#### [SOURCE MATERIAL]
=== Section Start ===
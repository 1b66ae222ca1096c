use async_process::Command;
use async_trait::async_trait;
use regex::Regex;
use serde::Deserialize;
use std::{sync::LazyLock, time::Duration};
use tokio::{sync::Semaphore, time::timeout};
use tracing::{debug, info, warn};
use url::Url;

use super::{CatalogLink, MediaKind, MediaProvider, ProviderKind, TrackMetadata};
use crate::error::{MusicError, Result};

static VIDEO_ID: LazyLock<Regex> =
    LazyLock::new(|| Regex::new(r"(?:v=|/)([0-9A-Za-z_-]{11})").expect("regex de video válida"));

static PLAYLIST_ID: LazyLock<Regex> =
    LazyLock::new(|| Regex::new(r"[?&]list=([^&#]+)").expect("regex de playlist válida"));

const SOURCE_NAME: &str = "YouTube";

/// Cliente del catálogo nativo, vía yt-dlp
pub struct YouTubeClient {
    ytdlp_path: String,
    max_playlist_size: usize,
    command_timeout: Duration,
    // Limitar procesos concurrentes para evitar rate limiting
    rate_limiter: Semaphore,
}

/// Información extraída de yt-dlp (video completo o entrada plana de playlist)
#[derive(Debug, Deserialize)]
struct YtDlpInfo {
    id: Option<String>,
    title: Option<String>,
    duration: Option<f64>,
    uploader: Option<String>,
    channel: Option<String>,
    album: Option<String>,
    thumbnail: Option<String>,
    thumbnails: Option<Vec<Thumbnail>>,
    webpage_url: Option<String>,
    original_url: Option<String>,
    url: Option<String>,
    is_live: Option<bool>,
}

#[derive(Debug, Deserialize)]
struct Thumbnail {
    url: String,
}

impl YtDlpInfo {
    fn into_metadata(self) -> Option<TrackMetadata> {
        let title = self.title?;
        let locator = self
            .webpage_url
            .or(self.original_url)
            .or(self.url)
            .or_else(|| self.id.map(|id| format!("https://youtu.be/{}", id)))?;

        // Los directos no tienen duración programable
        let duration = match self.is_live {
            Some(true) => None,
            _ => self
                .duration
                .and_then(|secs| Duration::try_from_secs_f64(secs).ok()),
        };

        let thumbnail = self
            .thumbnails
            .and_then(|thumbs| thumbs.into_iter().last())
            .map(|thumb| thumb.url)
            .or(self.thumbnail);

        Some(TrackMetadata {
            locator,
            title,
            uploader: self.uploader.or(self.channel),
            album: self.album,
            duration,
            thumbnail,
        })
    }
}

/// Parsea la salida de `--dump-json` (un objeto JSON por línea)
fn parse_dump(stdout: &str) -> Vec<TrackMetadata> {
    stdout
        .lines()
        .filter(|line| !line.trim().is_empty())
        .filter_map(|line| match serde_json::from_str::<YtDlpInfo>(line) {
            Ok(info) => info.into_metadata(),
            Err(e) => {
                debug!("Línea de yt-dlp ignorada: {}", e);
                None
            }
        })
        .collect()
}

impl YouTubeClient {
    pub fn new(ytdlp_path: impl Into<String>, max_playlist_size: usize) -> Self {
        Self {
            ytdlp_path: ytdlp_path.into(),
            max_playlist_size,
            command_timeout: Duration::from_secs(30),
            rate_limiter: Semaphore::new(3),
        }
    }

    /// Verifica si una URL es de YouTube (incluye variantes por país)
    pub fn is_youtube_host(host: &str) -> bool {
        let host = host.to_lowercase();
        host == "youtu.be"
            || host
                .split('.')
                .any(|label| label == "youtube" || label == "youtube-nocookie")
    }

    /// Extrae el tipo de contenido y el id de un enlace de YouTube
    pub fn parse_youtube_url(raw: &str) -> Option<CatalogLink> {
        let mut url = raw.to_string();
        if url.contains("attribution") {
            url = url
                .replace("attribution", "attr")
                .replace("watch%3Fv%3D", "watch?v=");
        }
        if url.contains("oembed") {
            url = url.replace("watch?v%3D", "watch?v=");
        }

        // Un video gana aunque el enlace también traiga una playlist
        if let Some(captures) = VIDEO_ID.captures(&url) {
            return Some(CatalogLink::new(MediaKind::Video, &captures[1]));
        }

        PLAYLIST_ID
            .captures(&url)
            .map(|captures| CatalogLink::new(MediaKind::Playlist, &captures[1]))
    }

    pub fn video_url(id: &str) -> String {
        format!("https://youtu.be/{}", id)
    }

    pub fn playlist_url(id: &str) -> String {
        format!("https://youtube.com/playlist?list={}", id)
    }

    /// Ejecuta yt-dlp; `None` si terminó con error (contenido no disponible)
    async fn run(&self, args: &[&str]) -> Result<Option<String>> {
        let _permit = self
            .rate_limiter
            .acquire()
            .await
            .map_err(|e| MusicError::provider(SOURCE_NAME, e))?;

        let output = timeout(
            self.command_timeout,
            Command::new(&self.ytdlp_path)
                .args(args)
                .kill_on_drop(true)
                .output(),
        )
        .await
        .map_err(|_| MusicError::provider(SOURCE_NAME, "timeout de yt-dlp"))?
        .map_err(|e| MusicError::provider(SOURCE_NAME, format!("Error al ejecutar yt-dlp: {}", e)))?;

        if !output.status.success() {
            let error = String::from_utf8_lossy(&output.stderr);
            warn!("⚠️ yt-dlp terminó con error: {}", error.trim());
            return Ok(None);
        }

        Ok(Some(String::from_utf8_lossy(&output.stdout).into_owned()))
    }

    /// Obtiene información de una URL específica
    async fn get_info(&self, url: &str) -> Result<Option<TrackMetadata>> {
        debug!("📊 Obteniendo info de: {}", url);

        let stdout = self
            .run(&["--no-playlist", "--dump-json", "--skip-download", "--no-warnings", url])
            .await?;

        Ok(stdout.and_then(|out| parse_dump(&out).into_iter().next()))
    }
}

#[async_trait]
impl MediaProvider for YouTubeClient {
    fn kind(&self) -> ProviderKind {
        ProviderKind::NativeCatalog
    }

    fn source_name(&self) -> &'static str {
        SOURCE_NAME
    }

    fn owns(&self, url: &Url) -> bool {
        url.host_str().is_some_and(Self::is_youtube_host)
    }

    fn parse_link(&self, raw: &str) -> Option<CatalogLink> {
        Self::parse_youtube_url(raw)
    }

    async fn resolve_by_id(&self, kind: MediaKind, id: &str) -> Result<Option<TrackMetadata>> {
        if kind.is_container() {
            debug!("resolve_by_id no aplica a {:?}", kind);
            return Ok(None);
        }
        self.get_info(&Self::video_url(id)).await
    }

    async fn search(&self, query: &str) -> Result<Option<TrackMetadata>> {
        info!("🔍 Buscando en YouTube: {}", query);

        let search_query = format!("ytsearch1:{}", query);
        let stdout = self
            .run(&[
                "--no-playlist",
                "--dump-json",
                "--skip-download",
                "--no-warnings",
                &search_query,
            ])
            .await?;

        Ok(stdout.and_then(|out| parse_dump(&out).into_iter().next()))
    }

    async fn resolve_playlist(&self, kind: MediaKind, id: &str) -> Result<Vec<TrackMetadata>> {
        if kind != MediaKind::Playlist {
            debug!("YouTube no expande {:?}", kind);
            return Ok(Vec::new());
        }

        let url = Self::playlist_url(id);
        info!("📋 Obteniendo playlist: {}", url);

        let max_items = self.max_playlist_size.to_string();
        let stdout = self
            .run(&[
                "--flat-playlist",
                "--dump-json",
                "--playlist-end",
                &max_items,
                "--no-warnings",
                &url,
            ])
            .await?;

        Ok(stdout.map(|out| parse_dump(&out)).unwrap_or_default())
    }

    async fn stream_url(&self, locator: &str) -> Result<Option<String>> {
        debug!("🎵 Obteniendo URL de stream para: {}", locator);

        let stdout = self
            .run(&["--no-playlist", "-f", "bestaudio/best", "--get-url", "--no-warnings", locator])
            .await?;

        Ok(stdout
            .and_then(|out| out.lines().next().map(|line| line.trim().to_string()))
            .filter(|url| !url.is_empty()))
    }
}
=== Section End ===
#### [AIM OF THE TASK]
Looking at the records above, which lines contain "attribution"? Copy those lines.

#### [ANSWER TO THE PROBLEM]
        if url.contains("attribution") {
                .replace("attribution", "attr")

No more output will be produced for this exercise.